The struggle to rebuild New Orleans is mirrored in the struggle of the Chiefs to keep their culture vital for the community, which supports and is also dependent upon them for leadership.
The importance of their role in New Orleans black culture is emphasised in one the movie’s more poignant scenes in which the assembled Chiefs, having finally won their day in court to protest against the heavy-handed policing which always seems to follow The Chiefs’ events, are aghast as they watch their Chief of Chiefs Tootie Montana collapse from a fatal heart attack
Through it all, setting the tone and driving the pace is the music. The kind of music we don’t get to hear often enough. About half the tunes featured are traditional, most of the rest released only on small New Orleans labels and very few from the majors. Playing them out is a roster of New Orleans finest roots musicians, spanning generations.
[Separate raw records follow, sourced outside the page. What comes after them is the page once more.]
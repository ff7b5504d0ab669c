//! Event Payload Interpreter
//!
//! Decodes the polymorphic `last_event.event_data` bag into a typed
//! [`GameEvent`] using a single dispatch on `last_event.type`. A payload that
//! does not match its type's schema becomes [`Interpretation::InvalidPayload`],
//! a non-fatal condition the caller reports as a warning.
//!
//! Also tracks event freshness: two snapshots whose `last_event.created_at`
//! match describe the same logical event, and consumers must not repeat side
//! effects (such as speaking a question) for it.

use serde_json::Value;

use crate::resolver::format_locks;
use crate::schema::{
    decode, EventType, LastEvent, LetterGuessedData, QuestionAnsweredData, QuestionAskedData,
    SessionId, SessionSnapshot, ValidationError, WordGuessedData,
};

// ============================================================================
// Decoding
// ============================================================================

/// A decoded event payload
#[derive(Clone, Debug, PartialEq, Eq)]
pub enum GameEvent {
    /// A question was asked
    QuestionAsked(QuestionAskedData),
    /// The pending question was answered
    QuestionAnswered(QuestionAnsweredData),
    /// A letter was guessed
    LetterGuessed(LetterGuessedData),
    /// A word was guessed
    WordGuessed(WordGuessedData),
}

impl GameEvent {
    /// Kind of this event
    #[must_use]
    pub fn event_type(&self) -> EventType {
        match self {
            Self::QuestionAsked(_) => EventType::QuestionAsked,
            Self::QuestionAnswered(_) => EventType::QuestionAnswered,
            Self::LetterGuessed(_) => EventType::LetterGuessed,
            Self::WordGuessed(_) => EventType::WordGuessed,
        }
    }

    /// One-line outcome for a player
    #[must_use]
    pub fn summary(&self) -> String {
        match self {
            Self::QuestionAsked(data) => format!(
                "Asked {} for row {}, col {}.",
                data.topic,
                data.row.get() + 1,
                data.col.get() + 1
            ),
            Self::QuestionAnswered(data) => match data.revealed_letter {
                Some(letter) if data.correct => {
                    let mut text = format!("Correct - revealed {letter}.");
                    if let Some(cleared) = data.lock_cleared_cell_index {
                        text.push_str(&format!(" Unlocked {}.", cleared.position_label()));
                    }
                    text
                }
                _ => "Incorrect.".to_string(),
            },
            Self::LetterGuessed(data) => match data.revealed_letter {
                Some(letter) if data.correct => format!("Correct! Revealed {letter}."),
                _ => format!(
                    "Wrong letter. {:+} to you, {:+} to opponent. Locked: {}.",
                    data.score_delta,
                    data.opponent_score_delta,
                    format_locks(&data.locks_enqueued)
                ),
            },
            Self::WordGuessed(data) if data.correct => {
                if data.auto_reveals.is_empty() {
                    "Correct! Word revealed.".to_string()
                } else {
                    format!(
                        "Correct! Word revealed. Auto-revealed {}.",
                        data.auto_reveals.len()
                    )
                }
            }
            Self::WordGuessed(data) => format!(
                "Wrong word. {:+}/{:+} and locked {} cells.",
                data.score_delta,
                data.opponent_score_delta,
                data.locks_enqueued.len()
            ),
        }
    }
}

/// Result of interpreting a `last_event`
#[derive(Clone, Debug, PartialEq, Eq)]
pub enum Interpretation {
    /// Payload matched its type's schema
    Decoded(GameEvent),
    /// Type is known but the payload does not match
    InvalidPayload {
        /// Declared event type
        event_type: EventType,
        /// What failed
        error: ValidationError,
    },
}

impl Interpretation {
    /// The decoded event, if any
    #[must_use]
    pub fn event(&self) -> Option<&GameEvent> {
        match self {
            Self::Decoded(event) => Some(event),
            Self::InvalidPayload { .. } => None,
        }
    }

    /// One-line outcome for a player
    #[must_use]
    pub fn summary(&self) -> String {
        match self {
            Self::Decoded(event) => event.summary(),
            Self::InvalidPayload { event_type, .. } => {
                format!("Received an incompatible {event_type} payload.")
            }
        }
    }
}

/// Decode `event.event_data` according to `event.type`
///
/// Deterministic: the same event always yields the same interpretation.
#[must_use]
pub fn interpret(event: &LastEvent) -> Interpretation {
    let data = Value::Object(event.event_data.clone());
    let decoded = match event.event_type {
        EventType::QuestionAsked => decode(data).map(GameEvent::QuestionAsked),
        EventType::QuestionAnswered => decode(data).map(GameEvent::QuestionAnswered),
        EventType::LetterGuessed => decode(data).map(GameEvent::LetterGuessed),
        EventType::WordGuessed => decode(data).map(GameEvent::WordGuessed),
    };
    match decoded {
        Ok(event) => Interpretation::Decoded(event),
        Err(error) => {
            tracing::warn!(
                event_type = %event.event_type,
                created_at = %event.created_at,
                error = %error,
                "incompatible event payload"
            );
            Interpretation::InvalidPayload {
                event_type: event.event_type,
                error,
            }
        }
    }
}

// ============================================================================
// Freshness
// ============================================================================

/// Identity of one logical event
#[derive(Clone, Debug, PartialEq, Eq, Hash)]
pub struct EventKey {
    /// Session the event belongs to
    pub session_id: SessionId,
    /// The event's `created_at`
    pub created_at: String,
}

impl EventKey {
    /// Key of the snapshot's last event, if it has one
    #[must_use]
    pub fn of(snapshot: &SessionSnapshot) -> Option<Self> {
        snapshot.last_event.as_ref().map(|event| Self {
            session_id: snapshot.session_id,
            created_at: event.created_at.clone(),
        })
    }
}

/// Scope for ephemeral per-turn state (selected cell, transcript, typed guess)
///
/// That state belongs to one `(session_id, last_event.created_at)` pair and is
/// discarded when the pair changes.
#[derive(Clone, Debug, Default, PartialEq, Eq, Hash)]
pub struct ScopeKey {
    /// Session in view
    pub session_id: Option<SessionId>,
    /// `created_at` of its last event
    pub created_at: Option<String>,
}

impl ScopeKey {
    /// Scope of a snapshot
    #[must_use]
    pub fn of(snapshot: &SessionSnapshot) -> Self {
        Self {
            session_id: Some(snapshot.session_id),
            created_at: snapshot
                .last_event
                .as_ref()
                .map(|event| event.created_at.clone()),
        }
    }
}

/// Whether per-turn state scoped to `previous` must be reset for `next`
#[must_use]
pub fn needs_reset(previous: &ScopeKey, next: &ScopeKey) -> bool {
    previous != next
}

/// What an observed snapshot says about its last event
#[derive(Clone, Debug, PartialEq, Eq)]
pub enum Observation {
    /// The snapshot has no last event
    NoEvent,
    /// Same event as the previous observation
    Repeat,
    /// An event not seen before
    Fresh(Interpretation),
}

/// Remembers the last event seen so each event is acted on once
#[derive(Clone, Debug, Default)]
pub struct EventTracker {
    last: Option<EventKey>,
}

impl EventTracker {
    /// Start with nothing seen
    #[must_use]
    pub fn new() -> Self {
        Self::default()
    }

    /// Key of the last event seen
    #[must_use]
    pub fn last_key(&self) -> Option<&EventKey> {
        self.last.as_ref()
    }

    /// Classify a snapshot's last event and remember it
    pub fn observe(&mut self, snapshot: &SessionSnapshot) -> Observation {
        let (Some(event), Some(key)) = (snapshot.last_event.as_ref(), EventKey::of(snapshot)) else {
            return Observation::NoEvent;
        };
        if self.last.as_ref() == Some(&key) {
            return Observation::Repeat;
        }
        self.last = Some(key);
        Observation::Fresh(interpret(event))
    }

    /// Forget what was seen
    pub fn reset(&mut self) {
        self.last = None;
    }
}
Among them The Wild Tchoupitoulas, Jimmy Scott, jazz pianist George Winston, The Dirty Dozen Brass Band, and other regional luminaries. Additional scoring was provided by Winston who came by to offer his services to Walker as soon as he found out about the project.
This soundtrack has all the quality and pedigree to do for New Orleans music what the soundtrack of Oh Brother Where Art Thou did for Appalachian music.
Don’t leave too soon as the end credits roll over a swamp rockin’ electrified version of ‘Bury The Hatchet’ from Chief Monk Boudreau and The Golden Eagles that’ll send you home with a strut in your step.
Bury The Hatchet screens as part of the Hot Docs program May 1(7.00pm) and May 3(4.30pm) at Toronto’s Cumberland 3 Cinema.